Artist: Durand Jones
Album: Durand Jones & The Indications
Release Date: July 1, 2016
Website: https://www.durandjonesandtheindications.com/

Durand Jones & The Indications’ self titled album is a time portal straight to the heart of 1970s soul music. It’s old school in all the right ways, a tasty combination of driving Southern soul thickened with heavy delta blues. Durand Jones was raised in Hillaryville, Louisiana, where he discovered his aptitude for singing as a part of the local Baptist church choir. It wasn’t until he transplanted himself to Indiana to attend college that he met his bandmates, Blake Rhein (guitars), Kyle Houpt (bass), Justin Hubler (organ, electric piano) and Aaron Frazer (drums, vocals). Together, this group of undergrads created an outstanding soul album crammed into a basement using only a Tascam four-track cassette recorder and budget of 452 dollars and 11 cents. Despite such meager means, Durand Jones & The Indications recorded an album that has sparked something of a phenomenon. The adage holds true, lots of money isn’t required to play the blues.

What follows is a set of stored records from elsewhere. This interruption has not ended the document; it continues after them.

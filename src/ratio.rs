//! Health of the negative:positive ratio against the 2:1 target.

use crate::event::LifeEvent;
use crate::view::Tally;
use serde::Serialize;

/// Target number of misfortunes per good fortune.
pub const THEORETICAL_RATIO: f64 = 2.0;

const NO_GOOD_FORTUNE_YET: &str = "You have many misfortunes without any good fortune yet!";
const TOO_LUCKY: &str = "Blimey, you lucky devil! I can't have that!";
const TOO_UNLUCKY: &str = "Damn.. I am sorry to hear that.";
const HANG_IN_THERE: &str = "Something good might happen! Hang in there.";
const ENJOY_YOUR_LUCK: &str = "Have fun while your good fortune lasts.";

/// `ratio` is `f64::INFINITY` when there are misfortunes but no good
/// fortunes. Serialized through `serde_json`, that becomes `null`; use
/// [`RatioStatus::ratio_label`] for display.
#[derive(Debug, Clone, PartialEq, Serialize)]
pub struct RatioStatus {
    pub ratio: f64,
    pub theoretical_ratio: f64,
    pub is_healthy: bool,
    pub warning: Option<String>,
}

impl RatioStatus {
    fn new(ratio: f64, is_healthy: bool, warning: Option<&str>) -> Self {
        RatioStatus {
            ratio,
            theoretical_ratio: THEORETICAL_RATIO,
            is_healthy,
            warning: warning.map(str::to_string),
        }
    }

    /// `"∞"` for an infinite ratio, otherwise two decimals.
    pub fn ratio_label(&self) -> String {
        if self.ratio.is_infinite() {
            "∞".to_string()
        } else {
            format!("{:.2}", self.ratio)
        }
    }
}

/// Classify the negative:positive ratio of `events`.
///
/// ```
/// use lifefold::{compute_ratio_status, LifeEvent, Polarity};
///
/// let events = vec![
///     LifeEvent::new(Polarity::Negative, 3, "cold"),
///     LifeEvent::new(Polarity::Negative, 6, "fender bender"),
///     LifeEvent::new(Polarity::Positive, 9, "found a tenner"),
/// ];
/// let status = compute_ratio_status(&events);
/// assert_eq!(status.ratio, 2.0);
/// assert!(status.is_healthy);
/// assert!(status.warning.is_none());
/// ```
pub fn compute_ratio_status(events: &[LifeEvent]) -> RatioStatus {
    if events.is_empty() {
        return RatioStatus::new(0.0, true, None);
    }

    let tally = Tally::of(events);

    if tally.positive == 0 {
        let ratio = if tally.negative > 0 { f64::INFINITY } else { 0.0 };
        let warning = (tally.negative > 2).then_some(NO_GOOD_FORTUNE_YET);
        return RatioStatus::new(ratio, tally.negative <= 2, warning);
    }

    let ratio = tally.negative as f64 / tally.positive as f64;

    if ratio < 1.0 {
        RatioStatus::new(ratio, false, Some(TOO_LUCKY))
    } else if ratio > 3.0 {
        RatioStatus::new(ratio, false, Some(TOO_UNLUCKY))
    } else if ratio > 2.5 {
        RatioStatus::new(ratio, true, Some(HANG_IN_THERE))
    } else if ratio < 1.5 {
        RatioStatus::new(ratio, true, Some(ENJOY_YOUR_LUCK))
    } else {
        RatioStatus::new(ratio, true, None)
    }
}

“Make a Change,” starts the album off with Frazer playing a booming snare, hi-hat and bass drum rhythm that immediately calls your attention. A bluesy guitar rhythm follows close behind right before Jones comes in crying out, “How long, baby, how long will this madness be here to stay?” Jones voice cuts clean through the noise wailing, despite the crescendo of trumpet and sax hooks demanding to be heard. “She, got, to, make a change! You, got, to, make a change! You, got, to, you gotta love yourself.” This catchy rhythm breaks right on cue for a sexy sax solo that’s guaranteed to make your knees weak.

“Smile” is a bright, funky tune complete with delightful plucky guitar, lively drum rhythms, synchronous sax and trumpet melodies and tasteful organ to fill in any cracks. The lyrics all delivered with the same passion that Jones’ showcased in “Make a Change,” although the lyrics are not as happy as the music would have you believe. “Try to get by just for a while, to hide my pride paint on my smile. Yeah, try to get by just for a while, to hide my pride paint on my smile.” This song’s message is about the troubles faced in our personal lives and the smile we put on so others don’t worry.

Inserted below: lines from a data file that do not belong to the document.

use serde::{Deserialize, Serialize};
use std::fmt;
use std::time::{SystemTime, UNIX_EPOCH};

/// Smallest magnitude an event may carry.
pub const MIN_MAGNITUDE: u32 = 1;

/// Largest magnitude an event may carry.
pub const MAX_MAGNITUDE: u32 = 20;

/// Whether a life event was a misfortune or a good fortune.
///
/// Serialized as `"M"` (misfortune) and `"G"` (good fortune).
#[derive(Debug, Clone, Copy, PartialEq, Eq, Hash, Serialize, Deserialize)]
pub enum Polarity {
    #[serde(rename = "M")]
    Negative,
    #[serde(rename = "G")]
    Positive,
}

impl Polarity {
    /// `-1` for negative events, `+1` for positive ones.
    pub fn sign(self) -> i64 {
        match self {
            Polarity::Negative => -1,
            Polarity::Positive => 1,
        }
    }
}

impl fmt::Display for Polarity {
    fn fmt(&self, f: &mut fmt::Formatter<'_>) -> fmt::Result {
        match self {
            Polarity::Negative => f.write_str("misfortune"),
            Polarity::Positive => f.write_str("good fortune"),
        }
    }
}

/// Opaque identifier of a [`LifeEvent`].
#[derive(Debug, Clone, PartialEq, Eq, Hash, PartialOrd, Ord, Serialize, Deserialize)]
#[serde(transparent)]
pub struct EventId(String);

impl EventId {
    /// Generate a fresh identifier (`event_<uuid>`).
    pub fn generate() -> Self {
        EventId(format!("event_{}", uuid::Uuid::new_v4().simple()))
    }

    pub fn as_str(&self) -> &str {
        &self.0
    }
}

impl From<&str> for EventId {
    fn from(s: &str) -> Self {
        EventId(s.to_string())
    }
}

impl From<String> for EventId {
    fn from(s: String) -> Self {
        EventId(s)
    }
}

impl fmt::Display for EventId {
    fn fmt(&self, f: &mut fmt::Formatter<'_>) -> fmt::Result {
        f.write_str(&self.0)
    }
}

/// An immutable record of something that happened.
///
/// Serialized with the field names used by the stored log (`type`, `value`,
/// `timestamp`, `sharedWith`), so a slot written by one session reads back
/// unchanged in the next.
///
/// `shared_with` only has meaning for positive events. The
/// [`Ledger`](crate::Ledger) empties it for negative ones, and every
/// derivation ignores it on negative events anyway.
///
/// # Examples
///
/// ```
/// use lifefold::{FriendId, LifeEvent, Polarity};
///
/// let friend = FriendId::from("friend_a");
/// let event = LifeEvent::new(Polarity::Positive, 12, "got the job")
///     .with_id("event_1")
///     .with_shared_with([friend.clone()]);
/// assert_eq!(event.id.as_str(), "event_1");
/// assert_eq!(event.signed_magnitude(), 12);
/// assert!(event.is_shared_with(&friend));
/// ```
#[derive(Debug, Clone, PartialEq, Serialize, Deserialize)]
pub struct LifeEvent {
    pub id: EventId,

    #[serde(rename = "type")]
    pub polarity: Polarity,

    /// Impact on a 1–20 scale.
    #[serde(rename = "value")]
    pub magnitude: u32,

    pub description: String,

    /// Milliseconds since the Unix epoch. Display only.
    #[serde(rename = "timestamp")]
    pub created_at: u64,

    #[serde(rename = "sharedWith", default)]
    pub shared_with: Vec<crate::FriendId>,
}

impl LifeEvent {
    /// Create an event with a fresh id, the current time and no shared
    /// friends.
    ///
    /// No range checks happen here; [`Ledger::add_event`](crate::Ledger::add_event)
    /// is the validating entry point.
    pub fn new(polarity: Polarity, magnitude: u32, description: impl Into<String>) -> Self {
        LifeEvent {
            id: EventId::generate(),
            polarity,
            magnitude,
            description: description.into(),
            created_at: now_millis(),
            shared_with: Vec::new(),
        }
    }

    pub fn with_id(mut self, id: impl Into<EventId>) -> Self {
        self.id = id.into();
        self
    }

    pub fn with_created_at(mut self, created_at: u64) -> Self {
        self.created_at = created_at;
        self
    }

    pub fn with_shared_with(mut self, friends: impl IntoIterator<Item = crate::FriendId>) -> Self {
        self.shared_with = friends.into_iter().collect();
        self
    }

    pub fn is_negative(&self) -> bool {
        self.polarity == Polarity::Negative
    }

    pub fn is_positive(&self) -> bool {
        self.polarity == Polarity::Positive
    }

    /// Magnitude with the polarity's sign applied.
    pub fn signed_magnitude(&self) -> i64 {
        self.polarity.sign() * i64::from(self.magnitude)
    }

    /// True when this is a positive event shared with `friend`.
    pub fn is_shared_with(&self, friend: &crate::FriendId) -> bool {
        self.is_positive() && self.shared_with.contains(friend)
    }

    /// Relative age label such as `"3 min ago"` or `"2 days ago"`.
    ///
    /// `now` is in milliseconds since the epoch. Events stamped in the future
    /// read as `"Just now"`.
    ///
    /// ```
    /// use lifefold::{LifeEvent, Polarity};
    ///
    /// let event = LifeEvent::new(Polarity::Negative, 3, "missed the bus")
    ///     .with_created_at(0);
    /// assert_eq!(event.age_label(30_000), "Just now");
    /// assert_eq!(event.age_label(2 * 3_600_000), "2 hours ago");
    /// ```
    pub fn age_label(&self, now: u64) -> String {
        age_label(self.created_at, now)
    }
}

const MINUTE_MS: u64 = 60_000;
const HOUR_MS: u64 = 60 * MINUTE_MS;
const DAY_MS: u64 = 24 * HOUR_MS;

fn age_label(created_at: u64, now: u64) -> String {
    let elapsed = now.saturating_sub(created_at);
    let minutes = elapsed / MINUTE_MS;
    let hours = elapsed / HOUR_MS;
    let days = elapsed / DAY_MS;

    if minutes < 1 {
        "Just now".to_string()
    } else if minutes < 60 {
        format!("{minutes} min ago")
    } else if hours < 24 {
        format!("{hours} hour{} ago", plural(hours))
    } else {
        format!("{days} day{} ago", plural(days))
    }
}

pub(crate) fn plural(n: u64) -> &'static str {
    if n == 1 { "" } else { "s" }
}

/// Current wall-clock time in milliseconds since the Unix epoch.
///
/// A clock set before the epoch reads as `0`.
pub fn now_millis() -> u64 {
    SystemTime::now()
        .duration_since(UNIX_EPOCH)
        .map(|d| d.as_millis() as u64)
        .unwrap_or(0)
}

#[cfg(test)]
mod tests {
    use super::*;

    #[test]
    fn test_age_label_boundaries() {
        assert_eq!(age_label(0, 59_999), "Just now");
        assert_eq!(age_label(0, MINUTE_MS), "1 min ago");
        assert_eq!(age_label(0, 59 * MINUTE_MS), "59 min ago");
        assert_eq!(age_label(0, HOUR_MS), "1 hour ago");
        assert_eq!(age_label(0, 23 * HOUR_MS), "23 hours ago");
        assert_eq!(age_label(0, DAY_MS), "1 day ago");
        assert_eq!(age_label(0, 9 * DAY_MS), "9 days ago");
        assert_eq!(age_label(5_000, 0), "Just now");
    }

    #[test]
    fn test_polarity_wire_names() {
        assert_eq!(serde_json::to_string(&Polarity::Negative).unwrap(), "\"M\"");
        assert_eq!(serde_json::to_string(&Polarity::Positive).unwrap(), "\"G\"");
    }

    #[test]
    fn test_generated_ids_differ() {
        let a = EventId::generate();
        let b = EventId::generate();
        assert_ne!(a, b);
        assert!(a.as_str().starts_with("event_"));
    }

    #[test]
    fn test_event_serialized_field_names() {
        let event = LifeEvent::new(Polarity::Positive, 7, "lunch")
            .with_id("event_x")
            .with_created_at(42)
            .with_shared_with([crate::FriendId::from("friend_y")]);
        let value = serde_json::to_value(&event).unwrap();
        assert_eq!(value["type"], "G");
        assert_eq!(value["value"], 7);
        assert_eq!(value["timestamp"], 42);
        assert_eq!(value["sharedWith"][0], "friend_y");
    }

    #[test]
    fn test_missing_shared_with_defaults_empty() {
        let json = r#"{"id":"e","type":"M","value":3,"description":"d","timestamp":1}"#;
        let event: LifeEvent = serde_json::from_str(json).unwrap();
        assert!(event.shared_with.is_empty());
        assert!(event.is_negative());
    }
}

“Groovy Babe” is a downright ruckus, but in the best way possible. A poppy, slightly distorted guitar rhythm starts this jam off, keeping the audience in suspense, clueless to what’s about to hit them. Around eight seconds in a powerful wall of funk slams down, completely taking over the track. They don’t hold back anything on this jam, going completely wild with crashing drums, blasting wind melodies and Jones singing his heart out. Flaunting their skill is a specialty of Durand Jones & The Indications, like including exhilarating saxophone counter melodies powerful enough to make me stop and get down to the beat. Everything about this banger leads to Aaron Frazer just absolutely tearing it up with his drum solo. It’s impossible not to crank the radio up when Frazer starts beating the living hell out of those drums.

Durand Jones & The Indications make soul music, and aren’t the least bit shy about letting their audience know what they are about. It’s awesome to hear the excitement and love these guys have for making music. Jones’ straight-from-the-bayou vocals never cease to blow me away. Be it upbeat and driving songs like “Smile,” or downtempo and sombre like “Giving Up,” Jones’ vocal variation is the bread and butter of this album. It’s apparent why the band is called Durand Jones & The Indications and not just “The Indications.” However, what makes this album truly exceptional couldn’t be obtained without the passion, musicality and skill delivered by The Indications side of the band. This album is must listen for anyone that claims to love music.